Об этих малоизвестных страницах нашего прошлого мы и поговорим со специалистом по советскому периоду в истории Русской православной церкви, известным историком и коллекционером Дмитрием Ивановым.

– Дмитрий Викторович, вообще возможно как-то измерить вклад Церкви в дело общей Победы?

– Конечно, на войне основными аргументами являются сильная армия и оружие. Но очевидно и то, что многое в грядущей победе над врагом зависело от настроения армии и народа. И здесь мы в состоянии увидеть множество свидетельств присутствия у людей некой внутренней религиозности, которая, пусть и не проявляясь во внешних формах публичного исповедования или соблюдения обрядности, тем не менее никуда не исчезла и после революции 1917 года.

С первых дней войны эта «народная вера» все отчетливей проявляется: многие призываемые на фронт крестились; бойцы имели при себе крестики, ладанки, иконки и рукописные молитвенники; те немногочисленные, но еще остававшиеся открытыми храмы наполнялись молящимися и тоннами поминальных записок о здравии и упокоении...

С началом войны Церковь вновь вернула себе ранее отнятое право – открыто говорить с верующими. Но к этому праву прилагалась и тяжкая обязанность – полностью разделить с народом все его беды и лишения.

– А так ли, на ваш взгляд, верна расхожая, по своей сути, фраза «на войне атеистов не бывает»?

– Знаете, я думаю, сложно принять решение идти на смерть и думать при этом, что твоя возможная гибель – всего лишь очередная жертва для «пользы общества» и ничего более. При этом человек в состоянии понимать, что смерть на войне не всегда мгновенная, она может быть мучительной, страшной. И когда речь идет о сотнях тысяч убитых, твой личный подвиг и твоя жертва как бы растворяются в этой массе, обезличиваются и становятся всего лишь цифрой в графе с очередными «боевыми потерями».

– Но как христианину возможно сочетать войну и заповедь «не убий»?
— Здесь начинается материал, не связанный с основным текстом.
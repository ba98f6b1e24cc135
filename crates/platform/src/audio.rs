//! Audio capture abstractions
//!
//! The recorder only ever sees interleaved little-endian PCM bytes. Sources
//! deliver one DMA block per call; sinks take bytes back out for headphone
//! monitoring.

use embassy_time::Duration;

/// Fault reported by a capture source instead of a block.
#[derive(Debug, Clone, Copy, PartialEq, Eq)]
#[cfg_attr(feature = "defmt", derive(defmt::Format))]
pub enum CaptureFault {
    /// The receive FIFO or ring buffer overflowed; samples were lost.
    Overrun,
    /// The DMA controller reported a transfer error.
    Dma,
}

impl CaptureFault {
    /// Short label for logs.
    pub const fn as_str(self) -> &'static str {
        match self {
            Self::Overrun => "overrun",
            Self::Dma => "dma error",
        }
    }
}

impl core::fmt::Display for CaptureFault {
    fn fmt(&self, f: &mut core::fmt::Formatter<'_>) -> core::fmt::Result {
        f.write_str(self.as_str())
    }
}

/// Source of captured PCM blocks (SAI + DMA on hardware).
pub trait AudioSource {
    /// Wait for the next completed DMA block and copy it into `block`.
    ///
    /// Returns the number of bytes written, at most `block.len()`.
    fn read_block(
        &mut self,
        block: &mut [u8],
    ) -> impl core::future::Future<Output = Result<usize, CaptureFault>>;
}

/// Failure writing to a monitor sink.
#[derive(Debug, Clone, Copy, PartialEq, Eq)]
#[cfg_attr(feature = "defmt", derive(defmt::Format))]
pub enum MonitorError {
    /// The sink did not accept the bytes before the deadline.
    Timeout,
    /// The output path reported an error.
    Device,
}

impl MonitorError {
    /// Short label for logs.
    pub const fn as_str(self) -> &'static str {
        match self {
            Self::Timeout => "timeout",
            Self::Device => "device error",
        }
    }
}

/// Playback path sharing the I2S port, used for live monitoring.
pub trait MonitorSink {
    /// Write `bytes`, giving up after `timeout`. Returns bytes accepted.
    fn write(
        &mut self,
        bytes: &[u8],
        timeout: Duration,
    ) -> impl core::future::Future<Output = Result<usize, MonitorError>>;
}

/// Sink that discards everything, for builds without monitoring.
#[derive(Debug, Default, Clone, Copy)]
pub struct NullSink;

impl MonitorSink for NullSink {
    async fn write(&mut self, bytes: &[u8], _timeout: Duration) -> Result<usize, MonitorError> {
        Ok(bytes.len())
    }
}

/// Invalid PCM format.
#[derive(Debug, Clone, Copy, PartialEq, Eq)]
#[cfg_attr(feature = "defmt", derive(defmt::Format))]
pub enum AudioConfigError {
    /// Sample rate is zero.
    ZeroSampleRate,
    /// Channel count is zero.
    ZeroChannels,
    /// Bit depth is not a whole number of bytes between 8 and 32.
    UnsupportedBitDepth,
}

/// PCM stream format
#[derive(Debug, Clone, Copy, PartialEq, Eq)]
#[cfg_attr(feature = "defmt", derive(defmt::Format))]
pub struct AudioConfig {
    /// Sample rate in Hz
    pub sample_rate: u32,
    /// Number of channels (1 = mono, 2 = stereo)
    pub channels: u16,
    /// Bits per sample (16 or 24)
    pub bit_depth: u16,
}

impl Default for AudioConfig {
    fn default() -> Self {
        Self::CD_STEREO
    }
}

impl AudioConfig {
    /// 44.1 kHz, 2 channels, 16-bit: the recorder's capture format.
    pub const CD_STEREO: Self = Self { sample_rate: 44_100, channels: 2, bit_depth: 16 };

    /// Reject formats that cannot be written as PCM WAV.
    pub const fn validate(&self) -> Result<(), AudioConfigError> {
        if self.sample_rate == 0 {
            return Err(AudioConfigError::ZeroSampleRate);
        }
        if self.channels == 0 {
            return Err(AudioConfigError::ZeroChannels);
        }
        if self.bit_depth < 8 || self.bit_depth > 32 || self.bit_depth % 8 != 0 {
            return Err(AudioConfigError::UnsupportedBitDepth);
        }
        Ok(())
    }

    /// Bytes in one interleaved frame (WAV `blockAlign`).
    #[allow(clippy::arithmetic_side_effects)] // u16 * (u16 / 8) for validated formats fits u32
    pub const fn block_align(&self) -> u32 {
        self.channels as u32 * (self.bit_depth as u32 / 8)
    }

    /// Bytes per second of audio (WAV `byteRate`).
    pub const fn byte_rate(&self) -> u32 {
        self.sample_rate.saturating_mul(self.block_align())
    }

    /// Bytes covering `ms` milliseconds of audio, rounded down to whole frames.
    #[allow(clippy::arithmetic_side_effects, clippy::cast_possible_truncation)] // u32 * u32 fits u64
    pub const fn bytes_for_ms(&self, ms: u32) -> u32 {
        let align = self.block_align();
        if align == 0 {
            return 0;
        }
        let frames = (self.sample_rate as u64 * ms as u64) / 1000;
        let bytes = frames.saturating_mul(align as u64);
        if bytes > u32::MAX as u64 {
            u32::MAX
        } else {
            bytes as u32
        }
    }
}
– В православной традиции содержится мысль о долге христианина в части защиты Отечества от врагов, и воинская служба является здесь священной обязанностью.
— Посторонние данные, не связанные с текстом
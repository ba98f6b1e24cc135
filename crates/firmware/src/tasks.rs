//! Embassy task wrappers around the recorder loops.
//!
//! Embassy tasks cannot be generic, so each wrapper pins the recorder's
//! generic loops to the concrete drivers wired in `main`.

use recorder::channel::{FreeBufferReceiver, FreeBufferSender, RequestReceiver, RequestSender, TimestampReceiver};
use recorder::{CaptureLoop, Diagnostics, RecorderConfig, StorageOwner};

use crate::audio::sai::{build_capture, build_monitor};
use crate::audio::{SaiCapture, SaiMonitor};
use crate::storage::{FlashCounter, SdStorage};

/// Capture loop on the SAI drivers.
pub type Capture = CaptureLoop<'static, SaiCapture, SaiMonitor>;

/// Storage owner on the SD card and flash counter.
pub type Owner = StorageOwner<'static, SdStorage, FlashCounter>;

/// Audio task: SAI blocks in, full buffers out.
///
/// Runs on the interrupt executor, so it preempts SD card writes. The SAI
/// drivers are built inside the task: they are not `Send`, and the
/// interrupt executor's spawner only accepts `Send` arguments.
#[embassy_executor::task]
pub async fn capture_task(
    config: RecorderConfig,
    requests: RequestSender<'static>,
    free: FreeBufferReceiver<'static>,
    diag: &'static Diagnostics,
) {
    let source = SaiCapture::new(build_capture);
    let monitor = SaiMonitor::new(build_monitor);
    let capture: Capture = CaptureLoop::new(source, monitor, &config, requests, free, diag);
    capture.run().await
}

/// Sole owner of the SD card.
#[embassy_executor::task]
pub async fn storage_task(
    owner: Owner,
    requests: RequestReceiver<'static>,
    timestamps: TimestampReceiver<'static>,
    free: FreeBufferSender<'static>,
) {
    owner.run(requests, timestamps, free).await
}
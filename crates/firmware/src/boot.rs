//! Hardware boot sequence for the field recorder.
//!
//! Initialization order (MUST be respected):
//!   1. RCC: PLL1 system clock, PLL1Q kernel clock for SPI2 and SAI
//!   2. IWDG armed before anything that can hang (SD init, SAI sync)
//!   3. `.axisram` DMA rings zeroed (NOLOAD section, undefined at reset)
//!   4. Rotation counter read back from its flash sector
//!   5. SD card wired on SPI2; the card itself is probed lazily by the owner
//!   6. SAI capture and monitor blocks started as clock slaves of the codec
//!   7. Tasks spawned; the main loop feeds the watchdog and logs diagnostics
//!
//! The codec drives bit clock and frame sync, so no audio PLL is configured.

/// Ordered list of boot sequence steps for documentation and testing.
///
/// Tests assert that the watchdog is armed before any peripheral that can
/// stall and that task spawning comes last.
pub const BOOT_SEQUENCE_STEPS: &[&str] = &[
    "1. RCC: HSI -> PLL1 400 MHz sys, PLL1Q 200 MHz kernel clock (SPI2, SAI1, SAI2)",
    "2. IWDG: watchdog armed with WATCHDOG_TIMEOUT_MS",
    "3. AXI SRAM: zero the SAI DMA rings before handing them to DMA",
    "4. Flash: rotation counter sector at COUNTER_FLASH_OFFSET",
    "5. SPI2: SD card at SD_INIT_FREQ_HZ, raised to SD_RUN_FREQ_HZ after init",
    "6. SAI: block A capture + monitor transmitter, slave to codec clocks",
    "7. Spawn: capture, storage owner and button tasks",
];

/// Watchdog timeout. The heartbeat in `main` must feed it well inside this.
pub const WATCHDOG_TIMEOUT_MS: u32 = 8_000;

/// Main-loop period: feeds the watchdog and logs the diagnostics counters.
pub const HEARTBEAT_INTERVAL_MS: u64 = 1_000;

/// Diagnostics are logged every this many heartbeats.
pub const DIAGNOSTICS_EVERY_BEATS: u32 = 10;

const _: () = assert!(HEARTBEAT_INTERVAL_MS * 4 <= WATCHDOG_TIMEOUT_MS as u64);

/// Watchdog timeout in the unit `IndependentWatchdog::new` takes.
#[allow(clippy::arithmetic_side_effects)] // 8_000 * 1_000 fits u32
pub const fn watchdog_timeout_us() -> u32 {
    WATCHDOG_TIMEOUT_MS * 1_000
}

// ── RCC clock configuration ───────────────────────────────────────────────────

/// Build the `embassy_stm32::Config` with the recorder's RCC settings.
///
/// # Clock Tree (HSI → 400 MHz core)
///
/// HSI (64 MHz) → PLL1 (prediv=4, mul=50) → PLL1_P = 400 MHz (sys)
/// AHB prescaler: DIV2 → 200 MHz
/// APB1/2/3/4:    DIV2 → 100 MHz
/// PLL1Q: DIV4 → 200 MHz  (SPI123 and SAI kernel clock, default muxes)
///
/// SAI runs in slave mode, so its kernel clock only has to exceed the bit
/// clock by the margin RM0433 §51.4 requires; no audio PLL is needed.
///
/// # DO NOT call `embassy_stm32::init(Default::default())`
///
/// `Default::default()` runs the core from HSI at 64 MHz with PLL1 off,
/// which leaves the SPI kernel clock undefined.
#[cfg(feature = "hardware")]
pub fn build_embassy_config() -> embassy_stm32::Config {
    use embassy_stm32::rcc::*;

    let mut config = embassy_stm32::Config::default();

    // ── Oscillators ─────────────────────────────────────────────────────────
    config.rcc.hsi = Some(HSIPrescaler::DIV1);
    config.rcc.csi = true;

    // ── PLL1: system clock + peripheral kernel clock ─────────────────────────
    // HSI (64 MHz) / prediv(4) = 16 MHz → × mul(50) = 800 MHz VCO
    config.rcc.pll1 = Some(Pll {
        source: PllSource::HSI,
        prediv: PllPreDiv::DIV4,
        mul: PllMul::MUL50,
        divp: Some(PllDiv::DIV2), // 400 MHz: system clock
        divq: Some(PllDiv::DIV4), // 200 MHz: SPI2 / SAI kernel clock
        divr: None,
    });

    // ── System clock + bus prescalers ────────────────────────────────────────
    config.rcc.sys = Sysclk::PLL1_P; // 400 MHz
    config.rcc.ahb_pre = AHBPrescaler::DIV2; // 200 MHz
    config.rcc.apb1_pre = APBPrescaler::DIV2; // 100 MHz
    config.rcc.apb2_pre = APBPrescaler::DIV2; // 100 MHz
    config.rcc.apb3_pre = APBPrescaler::DIV2; // 100 MHz
    config.rcc.apb4_pre = APBPrescaler::DIV2; // 100 MHz
    config.rcc.voltage_scale = VoltageScale::Scale1;

    config
}

// ─── Tests ────────────────────────────────────────────────────────────────────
– Вам не кажется символичным то, что на Соловках создали в годы войны школу юнг?

– Я определенно не стал бы проводить какие-то духовные параллели. Дело в том, что подобные школы юнг открывались во многих местах. И создавались они с одной целью – вырастить из мальчиков офицеров, кадровых военных, в которых остро нуждались армия и флот. Вообще, кадровая армия – это основа любой военной кампании, а у нас огромное количество командиров были репрессированы перед войной, а еще часть погибли в первые месяцы войны.

Эти мальчишки были призваны стать неким заделом на будущее. По воспоминаниям самих участников войны, подростков-юнгашей всячески оберегали от прямого участия в боевых действиях, но многие из них погибли, так как война не различает молодых и старых. То, что Соловецкая школа находилась на некотором расстоянии от основных военных трасс, а не в Мурманске, который постоянно подвергался бомбардировкам, и было решающим обстоятельством при выборе места расположения.
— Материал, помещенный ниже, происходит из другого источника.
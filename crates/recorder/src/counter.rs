//! Persistent rotation counter.
//!
//! Each new session takes the next counter value and persists it before the
//! files are opened, so a reboot never reuses a name. Persistence failures
//! are not fatal: the recording goes ahead and the in-memory value keeps
//! counting.

use platform::CounterStore;

/// Counter value could not be persisted.
#[derive(Debug, Clone, Copy, PartialEq, Eq)]
pub enum CounterError<E> {
    /// Store failed; `value` is still valid for this boot.
    NotPersisted {
        /// Value that was handed out anyway.
        value: u32,
        /// Store error.
        error: E,
    },
    /// The counter reached `u32::MAX`.
    Exhausted,
}

impl<E> CounterError<E> {
    /// Short label for logs.
    pub const fn as_str(&self) -> &'static str {
        match self {
            Self::NotPersisted { .. } => "counter not persisted",
            Self::Exhausted => "counter exhausted",
        }
    }
}

/// Rotation counter cached in RAM in front of a [`CounterStore`].
pub struct RotationCounter<C> {
    store: C,
    cached: Option<u32>,
}

impl<C: CounterStore> RotationCounter<C> {
    /// Wrap a store; nothing is read until first use.
    pub const fn new(store: C) -> Self {
        Self { store, cached: None }
    }

    /// Last value handed out (0 if none yet).
    ///
    /// A load failure is logged and treated as 0.
    pub async fn current(&mut self) -> u32 {
        if let Some(value) = self.cached {
            return value;
        }
        let value = match self.store.load().await {
            Ok(value) => value.unwrap_or(0),
            Err(_) => {
                warn!("rotation counter unreadable, starting from 0");
                0
            }
        };
        self.cached = Some(value);
        value
    }

    /// Advance the counter and persist the new value.
    pub async fn increment(&mut self) -> Result<u32, CounterError<C::Error>> {
        let next = self.current().await.checked_add(1).ok_or(CounterError::Exhausted)?;
        self.cached = Some(next);
        match self.store.store(next).await {
            Ok(()) => Ok(next),
            Err(error) => Err(CounterError::NotPersisted { value: next, error }),
        }
    }
}

#[cfg(test)]
#[allow(clippy::unwrap_used, clippy::expect_used, clippy::panic)]
mod tests {
    use super::*;
    use platform::mocks::{MemoryCounterStore, MockError};

    #[tokio::test]
    async fn fresh_store_starts_at_one() {
        let store = MemoryCounterStore::default();
        let mut counter = RotationCounter::new(store.clone());
        assert_eq!(counter.current().await, 0);
        assert_eq!(counter.increment().await, Ok(1));
        assert_eq!(counter.increment().await, Ok(2));
        assert_eq!(store.value(), Some(2));
    }

    #[tokio::test]
    async fn resumes_after_reboot() {
        let store = MemoryCounterStore::with_value(41);
        let mut counter = RotationCounter::new(store.clone());
        assert_eq!(counter.increment().await, Ok(42));

        let mut rebooted = RotationCounter::new(store);
        assert_eq!(rebooted.current().await, 42);
    }

    #[tokio::test]
    async fn unreadable_store_counts_from_zero() {
        let store = MemoryCounterStore::with_value(9);
        store.fail_loads(true);
        let mut counter = RotationCounter::new(store);
        assert_eq!(counter.increment().await, Ok(1));
    }

    #[tokio::test]
    async fn failed_store_still_advances() {
        let store = MemoryCounterStore::with_value(3);
        let mut counter = RotationCounter::new(store.clone());
        store.fail_stores(true);
        assert_eq!(
            counter.increment().await,
            Err(CounterError::NotPersisted { value: 4, error: MockError::Io })
        );
        store.fail_stores(false);
        assert_eq!(counter.increment().await, Ok(5));
        assert_eq!(store.value(), Some(5));
    }

    #[tokio::test]
    async fn saturated_counter_is_exhausted() {
        let mut counter = RotationCounter::new(MemoryCounterStore::with_value(u32::MAX));
        assert_eq!(counter.increment().await, Err(CounterError::Exhausted));
    }
}
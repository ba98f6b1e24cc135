//! Audio path: SAI capture and monitor drivers.
//!
//! - `pcm`: SAI word ↔ little-endian byte conversion (host-testable)
//! - `sai_recovery`: overrun recovery state machine (host-testable)
//! - `sai`: embassy-stm32 drivers implementing [`platform::AudioSource`]
//!   and [`platform::MonitorSink`] (`hardware` only)

pub mod pcm;
#[cfg(feature = "hardware")]
pub mod sai;
pub mod sai_recovery;

#[cfg(feature = "hardware")]
pub use sai::{SaiCapture, SaiMonitor};
pub use sai_recovery::{SaiRecoveryState, SaiTransferError};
И еще следует понимать, что этих парней не пытались воспитать безжалостными бойцами, мстителями-диверсантами, этакими «машинами для убийства», как, например, выпускников школы имени Адольфа Гитлера в Гемфурте. Это видно хотя бы по тому, что почти все бывшие юнги после войны без особенных проблем смогли адаптироваться к условиям мирной жизни, получить гражданские профессии, а это в первую очередь заслуга их педагогов.

– В Соловецком лагере отбывали наказание и священники, которых потом отпустили. А во время оккупации они служили в открывшихся храмах. И этих священников обвиняли в сотрудничестве с врагом. На это были хоть какие-то основания?

– Оккупационные власти разрешали функционирование ранее закрытых большевиками православных приходов. Однако это вовсе не означает, что христиане там поддерживали врага. Многие годы я собирал свидетельства тех лет.

В моей коллекции есть рукопись заключенного Соловецкого лагеря особого назначения протоиерея Павла Дмитриевича Чехранова, который отбывал здесь наказание в 20-е годы. Во время войны он оказался в оккупации. Он пишет: «В 1941 году все мои сыновья были призваны в РККА, а уже в 1942-м Ростов заняли немцы. Еще не разрушенные церкви вновь открылись... появившиеся вместе с оккупантами неизвестные священнослужители предложили мне совершить молебен «во славу германских сил – освободителей от большевизма, и лично Адольфа Гитлера», я категорически отказался, сказав, что три моих сына сражаются за Родину и я никогда не стану молиться за их врагов...»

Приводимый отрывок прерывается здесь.